- [What the task asks]: Whenever a line contains the string "resolution", copy it out of the entries.

- [Extracted entries]:
#[cfg(test)]
mod tests;

use crate::error::PageError;
use crate::query::backend::Backend;
use crate::query::dialect::PostponedFetchKind;
use crate::query::expr::Expr;
use crate::query::order::build_order;
use crate::query::paths::PathResolver;
use crate::query::plan::{
    CACHE_REGION_HINT, CACHEABLE_HINT, CountQuery, FetchMode, FetchQuery, JoinSpec,
    OrderDirection, SelectQuery,
};
use crate::query::request::{PageRequest, UNBOUNDED};
use crate::query::restrict::{CriteriaFallback, build_restrictions};
use crate::query::select::{FieldResolver, plan_selection};
use crate::response::{Page, UNKNOWN_TOTAL};
use crate::traits::EntityKind;
use crate::value::Value;
use crate::{page_trace_page, page_trace_query};
use std::cmp::Ordering;
use std::marker::PhantomData;

///
/// PageHooks
///
/// Page lifecycle callbacks with no-op defaults. `on_page` receives the
/// cache region key (the request fingerprint) before the queries run.
///

pub trait PageHooks {
    fn before_page(&self) {}
    fn on_page(&self, _page_key: &str, _cacheable: bool) {}
    fn after_page(&self) {}
}

///
/// NoHooks
///

#[derive(Clone, Copy, Debug, Default)]
pub struct NoHooks;

impl PageHooks for NoHooks {}

///
/// Pager
///
/// Top-level paging engine. Stateless across invocations; all scratch
/// state (resolver cache, parameter bindings, recorded postponed fetches)
/// lives for the duration of one `get_page` call.
///

pub struct Pager<E, B, H = NoHooks> {
    backend: B,
    hooks: H,
    fallback: Option<Box<dyn CriteriaFallback>>,
    _marker: PhantomData<E>,
}

impl<E, B> Pager<E, B>
where
    E: EntityKind,
    B: Backend<E>,
{
    #[must_use]
    pub const fn new(backend: B) -> Self {
        Self {
            backend,
            hooks: NoHooks,
            fallback: None,
            _marker: PhantomData,
        }
    }
}

impl<E, B, H> Pager<E, B, H>
where
    E: EntityKind,
    B: Backend<E>,
    H: PageHooks,
{
    /// Replace the lifecycle hooks.
    #[must_use]
    pub fn with_hooks<H2: PageHooks>(self, hooks: H2) -> Pager<E, B, H2> {
        Pager {
            backend: self.backend,
            hooks,
            fallback: self.fallback,
            _marker: PhantomData,
        }
    }

    /// Install a fallback for otherwise-unsupported criteria shapes.
    #[must_use]
    pub fn with_fallback(mut self, fallback: Box<dyn CriteriaFallback>) -> Self {
        self.fallback = Some(fallback);
        self
    }

    #[must_use]
    pub const fn backend(&self) -> &B {
        &self.backend
    }

    /// Run a page request and return a bounded result slice with an
    /// estimated total (`UNKNOWN_TOTAL` when `want_count` is false).
    pub fn get_page(&self, request: &PageRequest, want_count: bool) -> Result<Page<E>, PageError> {
        self.get_page_with(request, want_count, true, |_, _| {})
    }

    /// `get_page` with a query customizer for adding fetches, joins, or
    /// extra restrictions before the request is planned.
    pub fn get_page_with<F>(
        &self,
        request: &PageRequest,
        want_count: bool,
        cacheable: bool,
        customize: F,
    ) -> Result<Page<E>, PageError>
    where
        F: FnOnce(&mut SelectQuery, &mut PathResolver),
    {
        self.hooks.before_page();

        let (query, count_query) =
            self.assemble(request, want_count, cacheable, customize, |_| Ok(Vec::new()), false)?;

        page_trace_query!(
            query.entity,
            query.has_restrictions(),
            query.offset,
            query.limit
        );

        let mut items = self.backend.execute(&query)?;
        let estimated_total = match &count_query {
            Some(count_query) => self.backend.execute_count(count_query)?,
            None => UNKNOWN_TOTAL,
        };

        if self.backend.profile().postponed_fetch == PostponedFetchKind::Secondary
            && !query.postponed.is_empty()
            && !items.is_empty()
        {
            self.resolve_postponed(&mut items, &query, request)?;
        }

        self.hooks.after_page();
        page_trace_page!(query.entity, items.len(), estimated_total);

        Ok(Page::new(items, request.page_offset(), estimated_total))
    }

    /// `get_page` for a projected (non-entity) result shape. The
    /// projection builder receives the path resolver and returns the
    /// ordered property-to-expression mapping; rows come back in mapping
    /// order.
    pub fn get_page_projected<P, F>(
        &self,
        request: &PageRequest,
        want_count: bool,
        cacheable: bool,
        projection: P,
        customize: F,
    ) -> Result<Page<Vec<Value>>, PageError>
    where
        P: FnOnce(&mut PathResolver) -> Result<Vec<(String, Expr)>, PageError>,
        F: FnOnce(&mut SelectQuery, &mut PathResolver),
    {
        self.hooks.before_page();

        let (query, count_query) =
            self.assemble(request, want_count, cacheable, customize, projection, true)?;

        page_trace_query!(
            query.entity,
            query.has_restrictions(),
            query.offset,
            query.limit
        );

        let items = self.backend.execute_projected(&query)?;
        let estimated_total = match &count_query {
            Some(count_query) => self.backend.execute_count(count_query)?,
            None => UNKNOWN_TOTAL,
        };

        self.hooks.after_page();
        page_trace_page!(query.entity, items.len(), estimated_total);

        Ok(Page::new(items, request.page_offset(), estimated_total))
    }

    // ------------------------------------------------------------------
    // Assembly
    // ------------------------------------------------------------------

    // Build the main query and, when requested, the count query. Order of
    // operations: customizer, selection, ORDER BY, restrictions, cache
    // tags, count synthesis, range.
    fn assemble<F, P>(
        &self,
        request: &PageRequest,
        want_count: bool,
        cacheable: bool,
        customize: F,
        projection: P,
        projected: bool,
    ) -> Result<(SelectQuery, Option<CountQuery>), PageError>
    where
        F: FnOnce(&mut SelectQuery, &mut PathResolver),
        P: FnOnce(&mut PathResolver) -> Result<Vec<(String, Expr)>, PageError>,
    {
        let profile = self.backend.profile();
        let fetch_mode = match profile.postponed_fetch {
            PostponedFetchKind::None => FetchMode::Direct,
            PostponedFetchKind::Batch => FetchMode::Batch,
            PostponedFetchKind::Secondary => FetchMode::Secondary,
        };

        let mut resolver = PathResolver::new(E::MODEL);
        let mut query = SelectQuery::new(E::MODEL.entity_name, fetch_mode);
        customize(&mut query, &mut resolver);

        // Fetches are joins in disguise; seed the resolver so criteria and
        // ordering paths reuse them.
        let seeded: Vec<String> = query.joins.iter().map(|join| join.field.clone()).collect();
        for field in seeded {
            resolver.register_join(&field)?;
        }

        let mapping = projection(&mut resolver)?;
        let plan = plan_selection(mapping, projected)?;
        query.selection = plan.selection;
        query.group_by_root = query.group_by_root || plan.group_by_root;

        let selection = query.selection.clone();
        let mut fields = FieldResolver::new(&selection, &mut resolver);

        let order = build_order(
            request.ordering(),
            request.page_limit(),
            E::MODEL,
            &profile,
            &mut fields,
        )?;

        let existing = query.restriction.take();
        let outcome =
            build_restrictions(request, &mut fields, &profile, existing, self.fallback.as_deref())?;

        query.order = order;
        query.restriction = outcome.restriction;
        query.group_by_root = query.group_by_root || outcome.group_by_root;
        query.having = outcome.having;
        query.params.extend(outcome.params);

        // Joins created during path resolution belong to the query.
        for (alias, path) in resolver.joins() {
            if !query.joins.iter().any(|join| &join.alias == alias) {
                query.joins.push(JoinSpec {
                    field: path.field.clone(),
                    alias: alias.clone(),
                    fetch: false,
                });
            }
        }

        // Fetch joins amplify rows; deduplicate the roots.
        if query.has_fetch_joins() {
            query.distinct = true;
        }

        let page_key = request.fingerprint();
        query.hint(CACHE_REGION_HINT, page_key.clone());
        query.hint(CACHEABLE_HINT, cacheable.to_string());
        self.hooks.on_page(&page_key, cacheable);

        let count_query = want_count.then(|| self.count_query(&query));

        // Range: offset applies when the query joins or pages past the
        // start; limit applies when the query joins or is bounded.
        if query.has_joins() || request.page_offset() > 0 {
            query.offset = Some(request.page_offset());
        }
        if query.has_joins() || request.page_limit() != UNBOUNDED {
            query.limit = Some(request.page_limit());
        }

        Ok((query, count_query))
    }

    // `SELECT COUNT(root)`, constrained by an inner subquery exactly when
    // the main query carries any restriction, group, or having clause.
    fn count_query(&self, query: &SelectQuery) -> CountQuery {
        let shape = self.backend.profile().count_shape;
        if !query.has_restrictions() {
            return CountQuery {
                entity: query.entity,
                shape,
                sub: None,
            };
        }

        let mut sub = query.clone();
        sub.order.clear();
        sub.offset = None;
        sub.limit = None;
        sub.hints.clear();
        sub.postponed.clear();
        sub.distinct = false;

        CountQuery {
            entity: query.entity,
            shape,
            sub: Some(Box::new(sub)),
        }
    }

    // ------------------------------------------------------------------
    // Postponed fetches
    // ------------------------------------------------------------------

    // Secondary-kind resolution: one fetch query per postponed path, an
    // identity stitch of the returned roots, then the per-fetch filter,
    // sort, and write-back over the loaded collections.
    fn resolve_postponed(
        &self,
        items: &mut [E],
        query: &SelectQuery,
        request: &PageRequest,
    ) -> Result<(), PageError> {
        let ids: Vec<Value> = items.iter().map(EntityKind::id_value).collect();

        for path in &query.postponed {
            let fetched = self.backend.execute_fetch(&FetchQuery {
                entity: query.entity,
                path: path.clone(),
                ids: ids.clone(),
            })?;

            for entity in fetched {
                let id = entity.id_value();
                if let Some(slot) = items.iter_mut().find(|item| item.id_value() == id) {
                    *slot = entity;
                }
            }

            let filters = request.required_under(path);
            let ordering = request.ordering_under(path);

            for item in items.iter_mut() {
                let count = item.child_count(path);
                let mut selection: Vec<usize> = (0..count)
                    .filter(|&index| {
                        filters.iter().all(|(attribute, filter)| {
                            filter.applies(&item.child_value(path, index, attribute))
                        })
                    })
                    .collect();

                selection.sort_by(|&a, &b| {
                    compare_children(item, path, a, b, &ordering)
                });

                item.apply_child_selection(path, &selection);
            }

            // When the page ordering references this to-many path, parents
            // re-sort by the first element of their filtered child list.
            if let Some((attribute, direction)) = ordering.first() {
                items.sort_by(|a, b| {
                    let cmp = a
                        .child_value(path, 0, attribute)
                        .canonical_cmp(&b.child_value(path, 0, attribute));
                    apply_direction(cmp, *direction)
                });
            }
        }

        Ok(())
    }
}

fn compare_children<E: EntityKind>(
    item: &E,
    path: &str,
    a: usize,
    b: usize,
    ordering: &[(&str, OrderDirection)],
) -> Ordering {
    for (attribute, direction) in ordering {
        let cmp = item
            .child_value(path, a, attribute)
            .canonical_cmp(&item.child_value(path, b, attribute));
        let cmp = apply_direction(cmp, *direction);
        if cmp != Ordering::Equal {
            return cmp;
        }
    }

    Ordering::Equal
}

const fn apply_direction(cmp: Ordering, direction: OrderDirection) -> Ordering {
    match direction {
        OrderDirection::Asc => cmp,
        OrderDirection::Desc => cmp.reverse(),
    }
}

- [Reply to the exercise]:
        // Joins created during path resolution belong to the query.
    // Secondary-kind resolution: one fetch query per postponed path, an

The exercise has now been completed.